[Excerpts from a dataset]
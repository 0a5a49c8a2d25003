// Distributed under The MIT License (MIT)
//
// Copyright (c) 2024 The `image-rs` developers
use image_dataset::tables::{default_color_table, BLUE, CYAN, GRAYS, GREEN, MAGENTA, RED};
use image_dataset::{Axis, ColorTable, Dataset};

use crate::display::LutConverter;
use crate::legacy::{make_8bit_color_table, make_8bit_lut, DisplayRange, ImageStack, Lut};
use crate::{
    ColorTableHarmonizer, DatasetView, DisplayHarmonizer, DisplayMode, HarmonyError,
    ImageDisplay, LegacyChannels, LegacyImage, PixelType,
};

fn composite(tables: &[ColorTable], ranges: &[(f64, f64)]) -> LegacyImage {
    let luts = tables
        .iter()
        .zip(ranges)
        .map(|(table, &(min, max))| make_8bit_lut(table).with_range(DisplayRange::new(min, max)))
        .collect::<Vec<_>>();
    let channels = luts.len();

    LegacyImage::from_stack(
        PixelType::Gray8,
        ImageStack::new(4, 4, channels),
        channels,
        1,
        1,
        LegacyChannels::Composite {
            luts,
            mode: DisplayMode::Composite,
        },
    )
    .expect("valid composite image")
}

fn single(table: &ColorTable, pixel_type: PixelType, channels: usize) -> LegacyImage {
    let mut image = LegacyImage::new(pixel_type, 4, 4, channels, 1, 1);
    image.set_color_model(make_8bit_lut(table)).unwrap();
    image
}

fn dataset(channels: usize) -> Dataset {
    Dataset::new(&[(Axis::X, 4), (Axis::Y, 4), (Axis::Channel, channels)]).unwrap()
}

fn with_ranges(mut view: DatasetView, ranges: &[(f64, f64)]) -> DatasetView {
    for (converter, &(min, max)) in view.converters_mut().iter_mut().zip(ranges) {
        *converter = LutConverter::new(min, max);
    }
    view
}

fn luts(image: &LegacyImage) -> &[Lut] {
    image.luts().expect("a composite image")
}

#[test]
fn display_takes_composite_tables() -> Result<(), HarmonyError> {
    let image = composite(&[MAGENTA, GRAYS, CYAN], &[(0.0, 10.0), (5.0, 50.0), (-1.0, 1.0)]);
    let mut display = ImageDisplay::with_view(DatasetView::new(3));

    ColorTableHarmonizer.update_display(&mut display, &image)?;

    let view = display.active_view().unwrap();
    assert_eq!(view.color_tables(), &[MAGENTA, GRAYS, CYAN][..]);
    let ranges: Vec<_> = view.converters().iter().map(LutConverter::range).collect();
    assert_eq!(
        ranges,
        [
            DisplayRange::new(0.0, 10.0),
            DisplayRange::new(5.0, 50.0),
            DisplayRange::new(-1.0, 1.0)
        ]
    );

    assert_eq!(view.projector().map_count(), 1);
    assert_eq!(display.revision(), 1);
    Ok(())
}

#[test]
fn single_table_goes_to_every_slot() -> Result<(), HarmonyError> {
    let mut image = single(&RED, PixelType::Gray8, 1);
    image.set_display_range(12.0, 34.0);
    let mut display = ImageDisplay::with_view(DatasetView::new(4));

    ColorTableHarmonizer.update_display(&mut display, &image)?;

    let view = display.active_view().unwrap();
    assert_eq!(view.color_tables().len(), 4);
    for table in view.color_tables() {
        assert_eq!(table, &RED);
    }

    for converter in view.converters() {
        assert_eq!(converter.range(), DisplayRange::new(12.0, 34.0));
    }

    Ok(())
}

#[test]
fn direct_color_uses_default_tables() -> Result<(), HarmonyError> {
    let image = single(&GRAYS, PixelType::ColorRgb, 2);
    assert_eq!(crate::color_tables_from_legacy(&image).len(), 6);

    let mut display = ImageDisplay::with_view(DatasetView::of_dataset(&dataset(6)));
    for idx in 0..6 {
        display
            .active_view_mut()
            .unwrap()
            .set_color_table(GRAYS, idx);
    }

    ColorTableHarmonizer.update_display(&mut display, &image)?;
    let expected: Vec<_> = (0..6).map(default_color_table).collect();
    assert_eq!(display.active_view().unwrap().color_tables(), &expected[..]);
    Ok(())
}

#[test]
fn display_without_active_view() -> Result<(), HarmonyError> {
    let image = composite(&[RED, GREEN], &[(0.0, 1.0), (0.0, 1.0)]);
    let mut display = ImageDisplay::new();

    ColorTableHarmonizer.update_display(&mut display, &image)?;
    assert_eq!(display.revision(), 0);

    display.add_view(DatasetView::new(2));
    display.set_active(None);
    ColorTableHarmonizer.update_display(&mut display, &image)?;
    assert_eq!(display.views()[0], DatasetView::new(2));
    Ok(())
}

#[test]
fn display_channel_mismatch() {
    let image = composite(&[RED, GREEN], &[(0.0, 1.0), (0.0, 1.0)]);
    let mut display = ImageDisplay::with_view(DatasetView::new(3));

    let err = ColorTableHarmonizer
        .update_display(&mut display, &image)
        .unwrap_err();
    assert_eq!(err, HarmonyError::ChannelMismatch { view: 3, legacy: 2 });
    assert_eq!(err.to_string(), "channel mismatch: 3 vs. 2");
}

#[test]
fn more_tables_than_slots() {
    let image = composite(&[RED, GREEN, BLUE], &[(0.0, 1.0); 3]);
    let mut display = ImageDisplay::with_view(DatasetView::new(2));

    let err = ColorTableHarmonizer
        .update_display(&mut display, &image)
        .unwrap_err();
    assert_eq!(err, HarmonyError::ChannelMismatch { view: 2, legacy: 3 });
}

#[test]
fn legacy_takes_gray_view_tables() -> Result<(), HarmonyError> {
    let mut image = composite(&[RED, GREEN], &[(0.0, 255.0); 2]);
    let inverted = ColorTable::from_fn(|i| [255 - i; 3]);

    let mut view = with_ranges(DatasetView::new(2), &[(1.0, 2.0), (3.0, 4.0)]);
    view.set_color_table(GRAYS, 0);
    view.set_color_table(inverted.clone(), 1);
    let display = ImageDisplay::with_view(view);

    ColorTableHarmonizer.update_legacy_image(&display, &dataset(2), &mut image)?;

    assert_eq!(image.mode(), Some(DisplayMode::Grayscale));
    assert_eq!(make_8bit_color_table(&luts(&image)[0]), GRAYS);
    assert_eq!(make_8bit_color_table(&luts(&image)[1]), inverted);
    assert_eq!(luts(&image)[0].range(), DisplayRange::new(1.0, 2.0));
    assert_eq!(luts(&image)[1].range(), DisplayRange::new(3.0, 4.0));
    Ok(())
}

#[test]
fn legacy_takes_color_view_tables() -> Result<(), HarmonyError> {
    let mut image = composite(&[GRAYS, GRAYS, GRAYS], &[(0.0, 255.0); 3]);

    let mut view = DatasetView::new(3);
    view.set_color_table(GRAYS, 0);
    view.set_color_table(GRAYS, 1);
    view.set_color_table(MAGENTA, 2);
    let display = ImageDisplay::with_view(view);

    ColorTableHarmonizer.update_legacy_image(&display, &dataset(3), &mut image)?;

    assert_eq!(image.mode(), Some(DisplayMode::Color));
    let tables: Vec<_> = luts(&image).iter().map(make_8bit_color_table).collect();
    assert_eq!(tables, [GRAYS, GRAYS, MAGENTA]);
    Ok(())
}

#[test]
fn legacy_defaults_without_view_tables() -> Result<(), HarmonyError> {
    let mut image = composite(&[GRAYS, GRAYS], &[(0.0, 255.0); 2]);
    image.set_mode(DisplayMode::Grayscale)?;
    let display = ImageDisplay::with_view(DatasetView::without_color_tables(2));

    ColorTableHarmonizer.update_legacy_image(&display, &dataset(2), &mut image)?;

    assert_eq!(image.mode(), Some(DisplayMode::Composite));
    assert_eq!(make_8bit_color_table(&luts(&image)[0]), RED);
    assert_eq!(make_8bit_color_table(&luts(&image)[1]), GREEN);
    Ok(())
}

#[test]
fn legacy_defaults_without_active_view() -> Result<(), HarmonyError> {
    let mut image = composite(&[GRAYS, GRAYS, GRAYS], &[(7.0, 8.0); 3]);
    image.set_mode(DisplayMode::Color)?;

    ColorTableHarmonizer.update_legacy_image(&ImageDisplay::new(), &dataset(3), &mut image)?;

    assert_eq!(image.mode(), Some(DisplayMode::Composite));
    let tables: Vec<_> = luts(&image).iter().map(make_8bit_color_table).collect();
    assert_eq!(tables, [RED, GREEN, BLUE]);
    // Without a view there are no converters to take ranges from.
    for lut in luts(&image) {
        assert_eq!(lut.range(), DisplayRange::new(7.0, 8.0));
    }

    Ok(())
}

#[test]
fn legacy_channel_mismatch() {
    let mut image = composite(&[RED, GREEN], &[(0.0, 255.0); 2]);
    let display = ImageDisplay::with_view(DatasetView::new(3));

    let err = ColorTableHarmonizer
        .update_legacy_image(&display, &dataset(3), &mut image)
        .unwrap_err();
    assert_eq!(err, HarmonyError::ChannelMismatch { view: 3, legacy: 2 });
}

#[test]
fn legacy_needs_a_table_per_channel() {
    let mut image = composite(&[RED, GREEN, BLUE], &[(0.0, 255.0); 3]);
    let mut view = DatasetView::new(1);
    view.set_color_table(GRAYS, 0);
    let display = ImageDisplay::with_view(view);

    let err = ColorTableHarmonizer
        .update_legacy_image(&display, &dataset(3), &mut image)
        .unwrap_err();
    assert_eq!(err, HarmonyError::ChannelMismatch { view: 1, legacy: 3 });
}

#[test]
fn single_lut_from_dataset() -> Result<(), HarmonyError> {
    let mut image = single(&GRAYS, PixelType::Gray16, 1);
    let mut ds = dataset(3);
    ds.set_color_table(0, CYAN);

    let view = with_ranges(
        DatasetView::new(3),
        &[(10.0, 20.0), (-4.0, 15.0), (0.0, 300.0)],
    );
    let display = ImageDisplay::with_view(view);

    ColorTableHarmonizer.update_legacy_image(&display, &ds, &mut image)?;

    let lut = image.color_model().unwrap();
    assert_eq!(make_8bit_color_table(lut), CYAN);
    assert_eq!(image.display_range_min(), -4.0);
    assert_eq!(image.display_range_max(), 300.0);
    Ok(())
}

#[test]
fn single_lut_defaults_to_gray() -> Result<(), HarmonyError> {
    let mut image = single(&RED, PixelType::Gray8, 1);
    image.set_display_range(1.0, 2.0);

    ColorTableHarmonizer.update_legacy_image(&ImageDisplay::new(), &dataset(1), &mut image)?;

    assert_eq!(image.color_model().map(make_8bit_color_table), Some(GRAYS));
    assert_eq!(image.display_range_min(), 1.0);
    assert_eq!(image.display_range_max(), 2.0);
    Ok(())
}

#[test]
fn tables_survive_round_trip() -> Result<(), HarmonyError> {
    let custom = ColorTable::from_fn(|i| [i, i / 2, 255 - i]);
    let source = composite(&[custom.clone(), BLUE], &[(3.0, 30.0), (100.0, 4000.0)]);
    let mut display = ImageDisplay::with_view(DatasetView::new(2));
    ColorTableHarmonizer.update_display(&mut display, &source)?;

    let mut target = composite(&[GRAYS, GRAYS], &[(0.0, 255.0); 2]);
    ColorTableHarmonizer.update_legacy_image(&display, &dataset(2), &mut target)?;

    assert_eq!(luts(&target), luts(&source));
    assert_eq!(target.mode(), Some(DisplayMode::Color));
    Ok(())
}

◆ Your assignment: The response must consist of the lines above, from the first one through the line containing "use crate::display::LutConverter;", reproduced exactly.

◆ Solved problem:
repository 0a5a49c8a2d25003
// Distributed under The MIT License (MIT)
//
// Copyright (c) 2024 The `image-rs` developers
use image_dataset::tables::{default_color_table, BLUE, CYAN, GRAYS, GREEN, MAGENTA, RED};
use image_dataset::{Axis, ColorTable, Dataset};

use crate::display::LutConverter;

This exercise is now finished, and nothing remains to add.